Gracie was now almost 15, roughly 105 in “dog years. Time had gradually taken its toll. Over the past year she’d grown increasingly feeble, taking fewer walks and taking her time when she would tag along to the point where I’d gotten into the habit of letting her do most of the walk off-leash, so she could walk at her own pace. She began to eat less, gradually getting to the point where she’d only eat what I fed her by hand, the good stuff that normally goes on top of the kibble. Virtually deaf and blind, she mostly followed me around the house and lay near me.

Every day was a blessing. We finally ran out of blessings.

When she passed, Gracie turned her head and simply stopped breathing. Her poor little body had simply given all that she had to give, and the light left her eyes. I continued to sit with her and stroke her, reluctant to say goodbye. But she was gone. For almost an hour I sat next to her and hoped to see her take one last breath, to no avail. As soon as they opened, I took her body to the vet and expect her cremains back next week. I said my final goodbye and left her body in their capable care.

For the past several days, I’ve seen ghosts lying where Gracie used to sleep. I’ve caught myself taking an extra step to avoid stepping on a dog that is no longer there. Out of habit I’ve almost filled her bowl, or gotten that extra treat out of the container before realizing there is one fewer mouth to feed. Sometimes when I close my eyes, I can still see Gracie running in the backyard, her tail wagging furiously as she chases a chipmunk.

Her memory now haunts me, but in an almost pleasant, wistful way. My baby is no longer suffering from the ravages of old age. She’s gone, and many would say death was her final destination. However, I do not believe that, not even for a moment.

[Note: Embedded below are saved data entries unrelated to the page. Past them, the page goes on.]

//! HTTP surface
//!
//! - `POST /value_update`: JSON body with optional `activity` and `heartrate`
//! - `GET /sleep_history?count=N`: most recent episodes, newest first
//!
//! Every non-history response is a JSON object with a `status` field and, on
//! error, a `message` field.

use crate::error::DetectorError;
use crate::service::{IngestRequest, SleepDetector, DEFAULT_HISTORY_COUNT};
use axum::body::Bytes;
use axum::extract::{Query, State};
use axum::http::StatusCode;
use axum::response::{IntoResponse, Response};
use axum::routing::{get, post};
use axum::{Json, Router};
use serde::{Deserialize, Serialize};
use std::future::Future;
use std::sync::Arc;
use tokio::net::TcpListener;
use tracing::{info, warn};

#[derive(Debug, Serialize)]
struct StatusBody {
    status: &'static str,
    #[serde(skip_serializing_if = "Option::is_none")]
    message: Option<&'static str>,
}

fn ok() -> Response {
    (
        StatusCode::OK,
        Json(StatusBody {
            status: "ok",
            message: None,
        }),
    )
        .into_response()
}

fn failure(code: StatusCode, message: &'static str) -> Response {
    (
        code,
        Json(StatusBody {
            status: "error",
            message: Some(message),
        }),
    )
        .into_response()
}

#[derive(Debug, Default, Deserialize)]
struct HistoryParams {
    count: Option<String>,
}

impl HistoryParams {
    /// Unparsable counts fall back to the default
    fn count(&self) -> usize {
        self.count
            .as_deref()
            .and_then(|c| c.trim().parse().ok())
            .unwrap_or(DEFAULT_HISTORY_COUNT)
    }
}

/// Build the router over a running detector
pub fn router(detector: Arc<SleepDetector>) -> Router {
    Router::new()
        .route("/value_update", post(value_update))
        .route("/sleep_history", get(sleep_history))
        .with_state(detector)
}

/// Serve the router on `addr` until `shutdown` resolves
pub async fn serve<F>(
    addr: &str,
    detector: Arc<SleepDetector>,
    shutdown: F,
) -> Result<(), DetectorError>
where
    F: Future<Output = ()> + Send + 'static,
{
    let listener = TcpListener::bind(addr).await?;
    info!(addr = %listener.local_addr()?, "http server listening");
    axum::serve(listener, router(detector))
        .with_graceful_shutdown(shutdown)
        .await?;
    Ok(())
}

async fn value_update(State(detector): State<Arc<SleepDetector>>, body: Bytes) -> Response {
    let value: serde_json::Value = match serde_json::from_slice(&body) {
        Ok(value) => value,
        Err(e) => {
            warn!(error = %e, "rejected malformed ingestion body");
            return failure(StatusCode::BAD_REQUEST, "cannot parse request");
        }
    };

    match IngestRequest::from_value(&value) {
        Ok(request) => {
            detector.ingest(&request);
            ok()
        }
        Err(e) => {
            warn!(error = %e, "ingestion processing failed");
            failure(StatusCode::INTERNAL_SERVER_ERROR, "processing error")
        }
    }
}

async fn sleep_history(
    State(detector): State<Arc<SleepDetector>>,
    Query(params): Query<HistoryParams>,
) -> Response {
    match detector.history(params.count()).await {
        Ok(episodes) => (StatusCode::OK, Json(episodes)).into_response(),
        Err(e) => {
            warn!(error = %e, "sleep history query failed");
            failure(StatusCode::INTERNAL_SERVER_ERROR, "history unavailable")
        }
    }
}
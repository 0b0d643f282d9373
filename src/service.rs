//! Detector service
//!
//! `SleepDetector` owns all shared mutable state behind one mutex: the sample
//! buffer, the activity flag and its timer, the episode tracker, the
//! threshold and the notification latch. Ingestion and the tick both go
//! through that lock. The tick performs its store and webhook I/O with the
//! lock released and re-acquires it only to commit results.

use crate::activity::{ActivityDebouncer, ActivityState};
use crate::buffer::SampleBuffer;
use crate::calibrator::ThresholdCalibrator;
use crate::config::DetectorConfig;
use crate::error::DetectorError;
use crate::latch::{is_asleep_now, NotificationLatch};
use crate::notifier::Notifier;
use crate::scheduler::{spawn_tick_loop, ScheduledTask};
use crate::store::SleepStore;
use crate::tracker::{finalize_episode, EpisodeTracker, TrackerState, Transition};
use crate::types::{SleepEpisode, TickRecord, TickSignal};
use chrono::{DateTime, Utc};
use serde_json::Value;
use std::future::Future;
use std::sync::{Arc, Mutex, MutexGuard, PoisonError};
use std::time::Duration;
use tokio::task::JoinHandle;
use tokio::time::Instant;
use tracing::{debug, error, info, info_span, warn, Instrument};
use uuid::Uuid;

/// Default number of episodes returned by the history query
pub const DEFAULT_HISTORY_COUNT: usize = 10;

/// Body of an ingestion request
#[derive(Debug, Clone, Default, PartialEq)]
pub struct IngestRequest {
    /// Motion pulse
    pub activity: bool,
    /// Raw heart-rate reading (bpm)
    pub heartrate: Option<f64>,
}

impl IngestRequest {
    /// Interpret a decoded JSON body.
    ///
    /// `activity` follows JSON truthiness (non-zero numbers and non-empty
    /// strings count). `heartrate` must be a number when present.
    pub fn from_value(body: &Value) -> Result<Self, DetectorError> {
        let object = body.as_object().ok_or_else(|| {
            DetectorError::InvalidPayload("body must be a JSON object".to_string())
        })?;

        let activity = object.get("activity").is_some_and(is_truthy);
        let heartrate = match object.get("heartrate") {
            None | Some(Value::Null) => None,
            Some(Value::Number(n)) => n.as_f64(),
            Some(other) => {
                return Err(DetectorError::InvalidPayload(format!(
                    "heartrate must be a number, got {other}"
                )))
            }
        };

        Ok(Self {
            activity,
            heartrate,
        })
    }
}

fn is_truthy(value: &Value) -> bool {
    match value {
        Value::Null => false,
        Value::Bool(b) => *b,
        Value::Number(n) => n.as_f64().is_some_and(|v| v != 0.0),
        Value::String(s) => !s.is_empty(),
        Value::Array(a) => !a.is_empty(),
        Value::Object(o) => !o.is_empty(),
    }
}

/// What a single tick did
#[derive(Debug, Clone, PartialEq)]
pub struct TickReport {
    pub tick_id: Uuid,
    pub timestamp: DateTime<Utc>,
    pub signal: TickSignal,
    pub transition: Transition,
    /// Episode persisted by this tick, if any
    pub persisted: Option<SleepEpisode>,
    /// Threshold in force when the asleep predicate was evaluated
    pub threshold: u16,
    pub asleep: bool,
    /// Whether the notifier was invoked (regardless of its outcome)
    pub notified: bool,
}

#[derive(Debug)]
struct DetectorState {
    buffer: SampleBuffer,
    activity: ActivityDebouncer,
    tracker: EpisodeTracker,
    calibrator: ThresholdCalibrator,
    latch: NotificationLatch,
}

struct CloseOutcome {
    episode: Option<SleepEpisode>,
    threshold: Option<u16>,
}

/// Sleep detection service.
///
/// Construct explicitly, call [`SleepDetector::bootstrap`], then
/// [`SleepDetector::start`] to run the tick loop.
pub struct SleepDetector {
    config: DetectorConfig,
    state: Arc<Mutex<DetectorState>>,
    store: Arc<dyn SleepStore>,
    notifier: Arc<dyn Notifier>,
    tick_guard: tokio::sync::Mutex<()>,
}

impl SleepDetector {
    pub fn new(
        config: DetectorConfig,
        store: Arc<dyn SleepStore>,
        notifier: Arc<dyn Notifier>,
    ) -> Self {
        let state = DetectorState {
            buffer: SampleBuffer::new(config.hr_valid_low, config.hr_valid_high),
            activity: ActivityDebouncer::new(config.active_flag_timeout()),
            tracker: EpisodeTracker::new(config.minimal_sleep()),
            calibrator: ThresholdCalibrator::new(config.threshold_samples),
            latch: NotificationLatch::new(),
        };
        Self {
            config,
            state: Arc::new(Mutex::new(state)),
            store,
            notifier,
            tick_guard: tokio::sync::Mutex::new(()),
        }
    }

    pub fn config(&self) -> &DetectorConfig {
        &self.config
    }

    fn lock_state(&self) -> MutexGuard<'_, DetectorState> {
        self.state.lock().unwrap_or_else(PoisonError::into_inner)
    }

    async fn bounded<T, F>(&self, operation: &'static str, fut: F) -> Result<T, DetectorError>
    where
        F: Future<Output = Result<T, DetectorError>>,
    {
        tokio::time::timeout(self.config.store_timeout(), fut)
            .await
            .map_err(|_| DetectorError::Timeout(operation))?
    }

    /// Create the schema and load the initial threshold.
    ///
    /// Failures are logged; the detector still runs with threshold 0.
    pub async fn bootstrap(&self) {
        if let Err(e) = self
            .bounded("schema creation", self.store.ensure_schema())
            .await
        {
            error!(error = %e, "failed to create store schema");
        }

        let samples = self.lock_state().calibrator.samples();
        match self
            .bounded(
                "threshold recompute",
                ThresholdCalibrator::recompute(self.store.as_ref(), samples),
            )
            .await
        {
            Ok(threshold) => {
                self.lock_state().calibrator.set_threshold(threshold);
                info!(threshold, "initial sleep threshold loaded");
            }
            Err(e) => warn!(error = %e, "failed to load initial threshold"),
        }
    }

    // -------------------------------------------------------------------------
    // Ingestion
    // -------------------------------------------------------------------------

    /// Apply one ingestion request
    pub fn ingest(&self, request: &IngestRequest) {
        if request.activity {
            self.pulse_activity();
        }
        if let Some(bpm) = request.heartrate {
            self.record_heart_rate(bpm);
        }
    }

    /// Buffer a heart-rate reading. Out-of-band readings are dropped.
    pub fn record_heart_rate(&self, bpm: f64) -> bool {
        let accepted = self.lock_state().buffer.record_reading(Utc::now(), bpm);
        if !accepted {
            debug!(bpm, "heart-rate sample outside valid band ignored");
        }
        accepted
    }

    /// Register a motion pulse, extending the activity window.
    ///
    /// Must be called from within a tokio runtime.
    pub fn pulse_activity(&self) {
        let mut state = self.lock_state();
        let deadline = state.activity.pulse(Instant::now());

        let shared = Arc::clone(&self.state);
        let clear = ScheduledTask::at(deadline, async move {
            let mut state = shared.lock().unwrap_or_else(PoisonError::into_inner);
            if state.activity.expire(Instant::now()) {
                info!("activity flag cleared");
            }
        });
        state.activity.arm(clear);
        debug!("activity flag set");
    }

    // -------------------------------------------------------------------------
    // Queries
    // -------------------------------------------------------------------------

    /// Most recent persisted episodes, newest first
    pub async fn history(&self, count: usize) -> Result<Vec<SleepEpisode>, DetectorError> {
        self.bounded("history query", self.store.recent_episodes(count))
            .await
    }

    pub fn threshold(&self) -> u16 {
        self.lock_state().calibrator.threshold()
    }

    pub fn is_active(&self) -> bool {
        self.lock_state().activity.is_active(Instant::now())
    }

    pub fn activity_state(&self) -> ActivityState {
        self.lock_state().activity.state(Instant::now())
    }

    pub fn tracker_state(&self) -> TrackerState {
        self.lock_state().tracker.state()
    }

    pub fn is_tracking(&self) -> bool {
        self.lock_state().tracker.is_open()
    }

    pub fn buffered_samples(&self) -> usize {
        self.lock_state().buffer.len()
    }

    // -------------------------------------------------------------------------
    // Tick
    // -------------------------------------------------------------------------

    /// Run one tick at the current wall-clock time
    pub async fn tick(&self) -> TickReport {
        self.tick_at(Utc::now()).await
    }

    /// Run one tick as of `now`.
    ///
    /// Ticks are serialized; a concurrent call waits for the running one.
    /// Never fails: every I/O error is logged and the tick carries on.
    pub async fn tick_at(&self, now: DateTime<Utc>) -> TickReport {
        let _serial = self.tick_guard.lock().await;
        let tick_id = Uuid::new_v4();
        let span = info_span!("tick", %tick_id);
        self.run_tick(tick_id, now).instrument(span).await
    }

    async fn run_tick(&self, tick_id: Uuid, now: DateTime<Utc>) -> TickReport {
        // Aggregate and advance the tracker
        let (active, signal, transition) = {
            let mut state = self.lock_state();
            let active = state.activity.is_active(Instant::now());
            let signal = state.buffer.drain_aggregate(active);
            let transition = state.tracker.step(signal, now);
            if matches!(transition, Transition::Discarded { .. }) {
                state.latch.reset();
            }
            (active, signal, transition)
        };
        debug!(?signal, ?transition, "tick aggregated");

        let mut persisted = None;
        if let Transition::Finalize { start, end } = transition {
            match self.close_episode(start, end).await {
                Ok(outcome) => {
                    let mut state = self.lock_state();
                    state.tracker.commit(start);
                    state.latch.reset();
                    if let Some(threshold) = outcome.threshold {
                        if threshold != state.calibrator.threshold() {
                            info!(threshold, "sleep threshold recalibrated");
                        }
                        state.calibrator.set_threshold(threshold);
                    }
                    persisted = outcome.episode;
                }
                Err(e) => {
                    warn!(
                        error = %e,
                        episode_start = %start,
                        "closing sleep episode failed, keeping it open"
                    );
                }
            }
        }

        // Edge-detect the asleep predicate
        let (threshold, asleep, fire) = {
            let mut state = self.lock_state();
            let threshold = state.calibrator.threshold();
            let asleep = is_asleep_now(active, signal.effective(), threshold);
            (threshold, asleep, state.latch.evaluate(asleep))
        };
        debug!(threshold, asleep, effective_hr = ?signal.value(), "asleep predicate evaluated");

        if fire {
            self.send_notification().await;
        }

        let record = TickRecord {
            timestamp: now,
            signal,
        };
        if let Err(e) = self
            .bounded("tick persistence", self.store.record_tick(record))
            .await
        {
            warn!(error = %e, "failed to persist tick aggregate");
        }

        TickReport {
            tick_id,
            timestamp: now,
            signal,
            transition,
            persisted,
            threshold,
            asleep,
            notified: fire,
        }
    }

    async fn close_episode(
        &self,
        start: DateTime<Utc>,
        end: DateTime<Utc>,
    ) -> Result<CloseOutcome, DetectorError> {
        let episode = self
            .bounded(
                "episode finalization",
                finalize_episode(self.store.as_ref(), start, end),
            )
            .await?;

        let Some(episode) = episode else {
            warn!(
                episode_start = %start,
                episode_end = %end,
                "no heart-rate ticks recorded for episode, dropping it"
            );
            return Ok(CloseOutcome {
                episode: None,
                threshold: None,
            });
        };

        let samples = self.lock_state().calibrator.samples();
        let threshold = match self
            .bounded(
                "threshold recompute",
                ThresholdCalibrator::recompute(self.store.as_ref(), samples),
            )
            .await
        {
            Ok(threshold) => Some(threshold),
            Err(e) => {
                warn!(error = %e, "threshold recompute failed, keeping previous value");
                None
            }
        };

        Ok(CloseOutcome {
            episode: Some(episode),
            threshold,
        })
    }

    async fn send_notification(&self) {
        let timeout = self.config.webhook_timeout();
        let outcome = tokio::time::timeout(timeout, self.notifier.notify_sleep())
            .await
            .map_err(|_| DetectorError::Timeout("sleep notification"))
            .and_then(|r| r);
        match outcome {
            Ok(()) => info!("sleep onset notified"),
            Err(e) => warn!(error = %e, "sleep notification failed"),
        }
    }

    // -------------------------------------------------------------------------
    // Lifecycle
    // -------------------------------------------------------------------------

    /// Spawn the tick loop. The first tick runs immediately.
    pub fn start(self: &Arc<Self>) -> DetectorHandle {
        let detector = Arc::clone(self);
        let interval = self.config.tick_interval();
        let tick_loop = spawn_tick_loop(interval, move || {
            let detector = Arc::clone(&detector);
            async move {
                detector.tick().await;
            }
        });
        info!(interval_secs = interval.as_secs(), "tick loop started");

        DetectorHandle {
            detector: Arc::clone(self),
            tick_loop,
        }
    }
}

/// Running detector; dropping it leaves the loop running until [`DetectorHandle::stop`]
pub struct DetectorHandle {
    detector: Arc<SleepDetector>,
    tick_loop: JoinHandle<()>,
}

impl DetectorHandle {
    /// Stop the tick loop and drop any pending activity timer
    pub fn stop(self) {
        self.tick_loop.abort();
        self.detector.lock_state().activity.cancel();
        info!("tick loop stopped");
    }

    pub fn interval(&self) -> Duration {
        self.detector.config.tick_interval()
    }
}
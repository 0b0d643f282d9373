//! Error types for the sleep detector

use thiserror::Error;

/// Errors that can occur while ingesting, tracking or persisting sleep data
#[derive(Debug, Error)]
pub enum DetectorError {
    #[error("Store error: {0}")]
    Store(String),

    #[error("SQLite error: {0}")]
    Sqlite(#[from] rusqlite::Error),

    #[error("Notification failed: {0}")]
    Notify(String),

    #[error("HTTP client error: {0}")]
    Http(#[from] reqwest::Error),

    #[error("Timed out during {0}")]
    Timeout(&'static str),

    #[error("Invalid configuration value for {key}: {value}")]
    Config { key: String, value: String },

    #[error("Invalid payload: {0}")]
    InvalidPayload(String),

    #[error("Invalid JSON: {0}")]
    Json(#[from] serde_json::Error),

    #[error("I/O error: {0}")]
    Io(#[from] std::io::Error),

    #[error("Background task failed: {0}")]
    Join(String),
}

impl From<tokio::task::JoinError> for DetectorError {
    fn from(e: tokio::task::JoinError) -> Self {
        DetectorError::Join(e.to_string())
    }
}
//! At-most-once sleep onset notification

use crate::types::EffectiveHeartRate;

/// Whether the subject counts as asleep on this tick.
///
/// Level-triggered and independent of the episode tracker. A threshold of 0
/// never matches because only positive readings qualify.
pub fn is_asleep_now(active: bool, effective: EffectiveHeartRate, threshold: u16) -> bool {
    !active
        && effective
            .positive()
            .is_some_and(|hr| hr <= f64::from(threshold))
}

/// Edge detector that fires once per continuous run of asleep ticks
#[derive(Debug, Clone, Default)]
pub struct NotificationLatch {
    already_notified: bool,
}

impl NotificationLatch {
    pub fn new() -> Self {
        Self::default()
    }

    /// Feed this tick's predicate. Returns true when the notifier should fire.
    ///
    /// The latch is set before the notification goes out, so a failed
    /// delivery is not retried until the predicate falls and rises again.
    pub fn evaluate(&mut self, asleep: bool) -> bool {
        if !asleep {
            self.already_notified = false;
            return false;
        }
        if self.already_notified {
            return false;
        }
        self.already_notified = true;
        true
    }

    pub fn reset(&mut self) {
        self.already_notified = false;
    }

    pub fn is_latched(&self) -> bool {
        self.already_notified
    }
}

#[cfg(test)]
mod tests {
    use super::*;

    #[test]
    fn test_predicate() {
        let hr = EffectiveHeartRate::Value(59.0);

        assert!(is_asleep_now(false, hr, 65));
        assert!(is_asleep_now(false, EffectiveHeartRate::Value(65.0), 65));
        assert!(!is_asleep_now(false, EffectiveHeartRate::Value(66.0), 65));
        assert!(!is_asleep_now(true, hr, 65));
        assert!(!is_asleep_now(false, EffectiveHeartRate::NoSignal, 65));
        assert!(!is_asleep_now(false, EffectiveHeartRate::Active, 65));
    }

    #[test]
    fn test_zero_threshold_disables_detection() {
        assert!(!is_asleep_now(false, EffectiveHeartRate::Value(55.0), 0));
    }

    #[test]
    fn test_fires_once_per_run() {
        let mut latch = NotificationLatch::new();
        let fired: Vec<bool> = [true, true, true, false, true, true]
            .into_iter()
            .map(|asleep| latch.evaluate(asleep))
            .collect();

        assert_eq!(fired, vec![true, false, false, false, true, false]);
    }

    #[test]
    fn test_reset_rearms() {
        let mut latch = NotificationLatch::new();
        assert!(latch.evaluate(true));
        assert!(latch.is_latched());

        latch.reset();
        assert!(!latch.is_latched());
        assert!(latch.evaluate(true));
    }
}
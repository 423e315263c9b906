// Reader-wide settings shared by the parser and the resolver

/// Name of the section that always exists and backs every other section
pub const DEFAULT_SECTION: &str = "default";

/// Maximum number of placeholder substitutions performed for a single value.
/// Reaching it is reported as a cycle.
pub const DEPTH_VALUES: usize = 200;

/// Prefix of a full-line comment in addition to `#` and `;`, matched case-insensitively
pub const REM_PREFIX: &str = "rem";

/// Inline comment markers. A marker only counts when whitespace precedes it.
pub const INLINE_COMMENT_MARKERS: [&str; 4] = [" ;", "\t;", " #", "\t#"];
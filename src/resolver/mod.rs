//! Placeholder substitution over stored values
//!
//! A value may reference other options as `%(name)s`. References are looked up in
//! the requesting section first and in the default section otherwise, and are
//! replaced one at a time until none remain or [`DEPTH_VALUES`] is reached.

pub mod typed;

use log::trace;

use crate::constants::{DEFAULT_SECTION, DEPTH_VALUES};
use crate::models::{option_key, section_key, ConfigFile, GetError};
use crate::utils::matcher::find_placeholder;

impl ConfigFile {
    /// Get the value of an option with all `%(name)s` references substituted.
    ///
    /// Fails with `OptionNotFound` if a reference cannot be resolved (or resolves to an
    /// empty value), and with `MaxDepthReached` if substitution does not settle within
    /// [`DEPTH_VALUES`] steps.
    pub fn get_string(&self, section: &str, option: &str) -> Result<String, GetError> {
        let mut value = self.get_raw_string(section, option)?;
        let section = section_key(section);
        let option = option_key(option);

        for _ in 0..DEPTH_VALUES {
            let Some(placeholder) = find_placeholder(&value) else {
                return Ok(value);
            };

            let replacement = self.reference_value(&section, &placeholder.name);
            if replacement.is_empty() {
                return Err(GetError::OptionNotFound { section, option });
            }

            trace!(
                "[{}] {}: %({})s -> {:?}",
                section,
                option,
                placeholder.name,
                replacement
            );
            value.replace_range(placeholder.span, replacement);
        }

        Err(GetError::MaxDepthReached { section, option })
    }

    /// Raw value a reference resolves to from `section`, or "" if it is defined nowhere
    fn reference_value(&self, section: &str, name: &str) -> &str {
        self.raw_value(section, name)
            .or_else(|| self.raw_value(DEFAULT_SECTION, name))
            .unwrap_or_default()
    }
}
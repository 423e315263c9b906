pub mod bool_strings;
pub mod config;
pub mod patterns;

pub use bool_strings::{parse_bool, BOOL_STRINGS};
pub use config::{DEFAULT_SECTION, DEPTH_VALUES};
pub use patterns::VAR_REGEX;
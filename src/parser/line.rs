use crate::utils::string::{is_comment_line, section_header, strip_comments};

/// Classification of one trimmed input line
#[derive(Debug, Clone, PartialEq, Eq)]
pub enum Line<'a> {
    /// Empty or comment line
    Skip,
    /// `[name]`, with the name trimmed
    Section(&'a str),
    /// `key = value` or `key : value`, both trimmed and the value stripped of inline comments
    Assignment { key: &'a str, value: &'a str },
    /// A line without a usable separator: a continuation candidate, stripped and trimmed
    Bare(&'a str),
}

/// Classify a line that has already been trimmed
pub fn classify(line: &str) -> Line<'_> {
    if line.is_empty() || is_comment_line(line) {
        return Line::Skip;
    }

    if let Some(name) = section_header(line) {
        return Line::Section(name);
    }

    // a separator in the first column leaves no key, so the line can only continue a value
    match line.find(['=', ':']) {
        Some(pos) if pos > 0 => Line::Assignment {
            key: line[..pos].trim(),
            value: strip_comments(&line[pos + 1..]).trim(),
        },
        _ => Line::Bare(strip_comments(line).trim()),
    }
}

#[cfg(test)]
mod tests {
    use super::*;

    #[test]
    fn test_classify_skip() {
        assert_eq!(classify(""), Line::Skip);
        assert_eq!(classify("# comment"), Line::Skip);
        assert_eq!(classify("; comment"), Line::Skip);
        assert_eq!(classify("Rem comment"), Line::Skip);
        assert_eq!(classify("remote = 1"), Line::Skip);
    }

    #[test]
    fn test_classify_section() {
        assert_eq!(classify("[ Web ]"), Line::Section("Web"));
        assert_eq!(classify("[]"), Line::Section(""));
    }

    #[test]
    fn test_classify_option() {
        assert_eq!(
            classify("host = example.com ; main"),
            Line::Assignment {
                key: "host",
                value: "example.com"
            }
        );
        assert_eq!(
            classify("url: http://x/"),
            Line::Assignment {
                key: "url",
                value: "http://x/"
            }
        );
        assert_eq!(
            classify("a=b=c"),
            Line::Assignment {
                key: "a",
                value: "b=c"
            }
        );
    }

    #[test]
    fn test_classify_first_separator_wins() {
        assert_eq!(
            classify("time: 12=30"),
            Line::Assignment {
                key: "time",
                value: "12=30"
            }
        );
    }

    #[test]
    fn test_classify_bare() {
        assert_eq!(classify("more text ; note"), Line::Bare("more text"));
        assert_eq!(classify("=value"), Line::Bare("=value"));
    }
}
//! Line-oriented INI parser
//!
//! Each trimmed line is classified by [`line::classify`] and applied to the
//! [`ConfigFile`](crate::models::ConfigFile) being built by [`reader`].

pub mod line;
pub mod reader;

pub use reader::{read_config_bytes, read_config_file};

There is evidence — scientific evidence — that mind and brain are separable entities. The brain is physical, but the mind is metaphysical. When we die our physical brain begins to decay, but our spiritual mind continues to exist in some other capacity. Gracie may no longer be physically here, but she’s forever going to remain a part of me.

Eventually her dish will be put away and I’ll stop stepping out of my way to avoid her phantom presence, but that beloved little dog will remain alive in my memories until the day that I die. And on that glorious final day, I fully expect to be reunited with Gracie, and Sheba, Ox, Wyatt, Shiloh, Sasha, and other members of my pack who have preceded her in death.

I believe that God exists, and the spirit, or soul exists. I believe God created both humans and dogs, each for a different reason. I believe that when I die my soul will continue to exist, and my soul would be infinitely happier with Gracie than without. She will always be my Sunshine. You don’t have to believe what I believe, but you’re wasting your time trying to convince me not to believe what I believe. Not only do I want to believe it, I have the advantage of knowing my belief is more than likely true.

The body dies. The spirit never dies.